Everybody loves a two-for-one deal.  Sometimes it’s uses are questionable…..

but it’s perfect for the garden chores.  With summer in full swing, the garden takes up the bulk of my outside time.  And whenever I can knock out two jobs with the effort of only one, it makes me happy.  The whole process starts with the watering hose.  The tomatoes have to be watered at the base of the plants so I dig the nozzle into the mulch by the stem of the plant and let it sit for 45 seconds to a minute before I move it to the next plant.  While the hose slowly saturates the soil a minute at a time, I spend the wait staking the plants and pruning away spare leaves.

This lets me stay on top of the pruning, leaving the base of the plants clear to the ground and the clumps of green tomatoes sheltered under upper branches.  See, two for one.

But there’s more two-fers.  Since I can only water the garden for about 30 minutes at a time without stressing the well, I always have to take a break.  So I use that break to rake leaves out of the ditch by the side of the driveway.

Those leaves only take about 6 weeks in November to block the ditch.  But it takes me an entire summer to gradually haul them to the perennial bed.  Where I use them to mulch the cheap perennials that Lowe’s and Home Depot dump for a $1 a pot because it’s way too hot to be planting root-bound, wilted perennials in the middle of summer.  Unless, like me, you have more time to water in the middle of summer than money to spend on fresh healthy perennials in spring.  By fall this bed will be filled with flowers and the ditch will be clear enough for winter rains.  Double done.
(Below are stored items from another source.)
//! In-memory image descriptors and their commands.

use crate::error::{BuildError, Result};
use async_trait::async_trait;
use std::collections::HashMap;
use std::fmt;
use strata_store::{validate_name, BootEntry, BuildKey, Tag};

/// Capabilities a command may use while a layer is being built.
#[async_trait]
pub trait BuildContext: Send {
    /// Append configuration strings to the build's params.
    fn add_params(&mut self, params: &[String]);

    /// Append a boot menu entry.
    fn add_boot(&mut self, entry: BootEntry);

    /// Execute a shell command against the layer root and wait for it.
    async fn run(&mut self, command: &str) -> Result<()>;
}

/// A single step of a descriptor.
#[derive(Debug, Clone, PartialEq, Eq)]
pub enum Command {
    /// Base image reference. Only valid as the first command.
    From(BuildKey),
    /// Configuration strings appended to the inherited params.
    Params(Vec<String>),
    /// Shell command run inside the sandbox.
    Run(String),
    /// Boot menu entry.
    Boot(BootEntry),
}

impl Command {
    /// Grammar keyword for this command.
    pub fn keyword(&self) -> &'static str {
        match self {
            Command::From(_) => "FROM",
            Command::Params(_) => "PARAMS",
            Command::Run(_) => "RUN",
            Command::Boot(_) => "BOOT",
        }
    }

    /// Apply the command to a build context.
    ///
    /// `From` is consumed by base resolution before any command is applied,
    /// so reaching it here means it was misplaced.
    pub async fn apply(&self, ctx: &mut dyn BuildContext) -> Result<()> {
        match self {
            Command::From(key) => Err(BuildError::MisplacedFrom(key.clone())),
            Command::Params(params) => {
                ctx.add_params(params);
                Ok(())
            }
            Command::Run(command) => ctx.run(command).await,
            Command::Boot(entry) => {
                ctx.add_boot(entry.clone());
                Ok(())
            }
        }
    }
}

impl fmt::Display for Command {
    fn fmt(&self, f: &mut fmt::Formatter<'_>) -> fmt::Result {
        f.write_str(self.keyword())?;
        match self {
            Command::From(key) => write!(f, " {key}"),
            Command::Params(params) => write!(f, " {}", params.join(" ")),
            Command::Run(command) => write!(f, " {command}"),
            Command::Boot(entry) => {
                write!(f, " {}", entry.title)?;
                entry.params.iter().try_for_each(|p| write!(f, " {p}"))
            }
        }
    }
}

/// Unbuilt image specification.
#[derive(Debug, Clone, PartialEq, Eq)]
pub struct Descriptor {
    /// Image name.
    pub name: String,
    /// Tags to apply once built.
    pub tags: Vec<Tag>,
    /// Ordered command sequence.
    pub commands: Vec<Command>,
}

impl Descriptor {
    /// Descriptor tagged `latest` with no commands.
    pub fn new(name: impl Into<String>) -> Self {
        Self {
            name: name.into(),
            tags: vec![Tag::latest()],
            commands: Vec::new(),
        }
    }

    /// Zero-command base descriptor for a key.
    pub fn base(key: &BuildKey) -> Self {
        Self {
            name: key.name().to_string(),
            tags: vec![key.tag().clone()],
            commands: Vec::new(),
        }
    }

    /// Replace the tag list.
    pub fn with_tags(mut self, tags: impl IntoIterator<Item = Tag>) -> Self {
        self.tags = tags.into_iter().collect();
        self
    }

    /// Append a command.
    pub fn with_command(mut self, command: Command) -> Self {
        self.commands.push(command);
        self
    }

    /// Whether this is a base image (no commands).
    pub fn is_base(&self) -> bool {
        self.commands.is_empty()
    }

    /// Validate the name and produce one key per tag.
    pub fn keys(&self) -> Result<Vec<BuildKey>> {
        validate_name(&self.name)?;
        self.tags
            .iter()
            .map(|tag| BuildKey::new(self.name.clone(), tag.clone()).map_err(BuildError::from))
            .collect()
    }
}

/// Registered descriptors used when a base is neither stored nor on disk.
#[derive(Debug, Clone, Default)]
pub struct Repository {
    descriptors: HashMap<BuildKey, Descriptor>,
}

impl Repository {
    /// Create an empty repository.
    pub fn new() -> Self {
        Self::default()
    }

    /// Register a descriptor under each of its keys.
    pub fn register(&mut self, descriptor: Descriptor) -> Result<()> {
        for key in descriptor.keys()? {
            tracing::debug!(key = %key, "Registered descriptor");
            self.descriptors.insert(key, descriptor.clone());
        }
        Ok(())
    }

    /// Look up the descriptor registered for `key`.
    pub fn get(&self, key: &BuildKey) -> Option<&Descriptor> {
        self.descriptors.get(key)
    }

    /// Number of registered keys.
    pub fn len(&self) -> usize {
        self.descriptors.len()
    }

    /// Whether no descriptor is registered.
    pub fn is_empty(&self) -> bool {
        self.descriptors.is_empty()
    }
}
Once the well recovers, I tip all the squash plants on their sides in order to water at the base of the stalks.  This also lets me easily weed the squash and gives me time to weed the surrounding raised beds, too.

Weeding is tedious but often yields some pleasant surprises.  While pulling Johnson grass out of  the volunteer vines growing in the raised beds set aside for fall spinach, I found a swan gourd….

and the earliest pumpkins of the season.

As an added benefit, all that weeding and watering panics the squash bugs hiding in the mulch or on the undersides of the leaves into exposing themselves.  So by the time everything’s watered and weeded I can just go down the rows with a sprayer of dish detergent and kill them.  Suckers.

Which I believe actually makes that chore into a triple play.

Before I leave the garden I haul all the piles of weeds out to the pig pen.  That keeps debris out of the garden and all that forage means I don’t have to haul milk, bread, or scraps to the pigs for dinner.

I’m pretty sure that’s a garden grand slam, people.  Grand Slam.